(Records from a collection)
══════════
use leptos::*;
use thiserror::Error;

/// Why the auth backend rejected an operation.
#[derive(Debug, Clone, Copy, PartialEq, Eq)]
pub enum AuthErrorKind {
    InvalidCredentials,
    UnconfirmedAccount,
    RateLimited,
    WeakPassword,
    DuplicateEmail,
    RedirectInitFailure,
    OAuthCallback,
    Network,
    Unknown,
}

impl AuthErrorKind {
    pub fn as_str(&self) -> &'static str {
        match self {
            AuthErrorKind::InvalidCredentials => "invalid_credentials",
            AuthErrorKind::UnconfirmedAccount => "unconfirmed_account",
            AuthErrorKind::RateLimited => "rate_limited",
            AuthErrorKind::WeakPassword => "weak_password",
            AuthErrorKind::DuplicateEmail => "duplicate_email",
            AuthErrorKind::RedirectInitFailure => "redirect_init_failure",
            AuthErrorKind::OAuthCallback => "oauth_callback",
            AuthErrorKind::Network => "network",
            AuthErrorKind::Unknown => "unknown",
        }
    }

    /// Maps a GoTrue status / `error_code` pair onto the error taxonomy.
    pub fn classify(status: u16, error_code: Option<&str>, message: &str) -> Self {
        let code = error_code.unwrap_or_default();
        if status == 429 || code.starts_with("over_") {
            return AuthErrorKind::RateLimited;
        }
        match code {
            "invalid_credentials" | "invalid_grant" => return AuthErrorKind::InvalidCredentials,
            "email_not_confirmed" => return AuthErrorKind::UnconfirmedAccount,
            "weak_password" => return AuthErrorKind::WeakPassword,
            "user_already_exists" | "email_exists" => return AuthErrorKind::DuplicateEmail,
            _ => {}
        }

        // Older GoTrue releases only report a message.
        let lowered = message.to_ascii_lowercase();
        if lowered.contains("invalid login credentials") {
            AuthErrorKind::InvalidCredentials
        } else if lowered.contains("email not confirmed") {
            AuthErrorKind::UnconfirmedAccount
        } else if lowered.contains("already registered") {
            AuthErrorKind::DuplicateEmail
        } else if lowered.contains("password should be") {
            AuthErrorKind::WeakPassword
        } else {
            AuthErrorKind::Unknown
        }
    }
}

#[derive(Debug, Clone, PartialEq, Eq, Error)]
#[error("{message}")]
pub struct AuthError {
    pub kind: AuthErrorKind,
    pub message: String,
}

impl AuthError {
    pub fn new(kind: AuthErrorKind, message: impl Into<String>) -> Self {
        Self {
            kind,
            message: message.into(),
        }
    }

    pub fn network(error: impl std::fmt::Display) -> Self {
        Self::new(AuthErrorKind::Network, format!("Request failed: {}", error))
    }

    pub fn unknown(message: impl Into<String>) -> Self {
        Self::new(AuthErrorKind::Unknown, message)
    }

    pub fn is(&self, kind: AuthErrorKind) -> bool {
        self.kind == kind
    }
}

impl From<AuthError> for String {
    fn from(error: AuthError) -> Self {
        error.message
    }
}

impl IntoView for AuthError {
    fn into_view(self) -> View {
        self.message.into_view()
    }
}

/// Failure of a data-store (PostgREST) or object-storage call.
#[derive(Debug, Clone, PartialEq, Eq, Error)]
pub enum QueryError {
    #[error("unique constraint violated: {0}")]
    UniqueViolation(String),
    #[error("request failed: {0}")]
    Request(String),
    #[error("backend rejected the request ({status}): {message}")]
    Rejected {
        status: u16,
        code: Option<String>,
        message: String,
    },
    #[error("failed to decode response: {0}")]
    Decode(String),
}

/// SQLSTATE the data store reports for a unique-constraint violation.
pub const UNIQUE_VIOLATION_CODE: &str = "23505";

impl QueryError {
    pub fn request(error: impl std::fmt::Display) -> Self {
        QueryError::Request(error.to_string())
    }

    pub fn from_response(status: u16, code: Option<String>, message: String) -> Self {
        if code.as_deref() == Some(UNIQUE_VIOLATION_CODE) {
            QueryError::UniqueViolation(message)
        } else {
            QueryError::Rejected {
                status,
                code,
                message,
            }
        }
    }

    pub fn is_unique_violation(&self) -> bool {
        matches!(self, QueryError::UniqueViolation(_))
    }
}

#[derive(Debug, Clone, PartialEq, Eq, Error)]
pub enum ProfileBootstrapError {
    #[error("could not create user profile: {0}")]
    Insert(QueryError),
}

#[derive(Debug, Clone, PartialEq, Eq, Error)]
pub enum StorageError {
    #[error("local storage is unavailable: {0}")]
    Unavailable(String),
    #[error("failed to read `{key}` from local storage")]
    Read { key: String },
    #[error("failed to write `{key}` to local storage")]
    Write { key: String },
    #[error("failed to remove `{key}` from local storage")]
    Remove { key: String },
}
══════════
Problem to work on |
What is the number of lines in the records that contain "data"? Answer with it alone.

Finished task |
2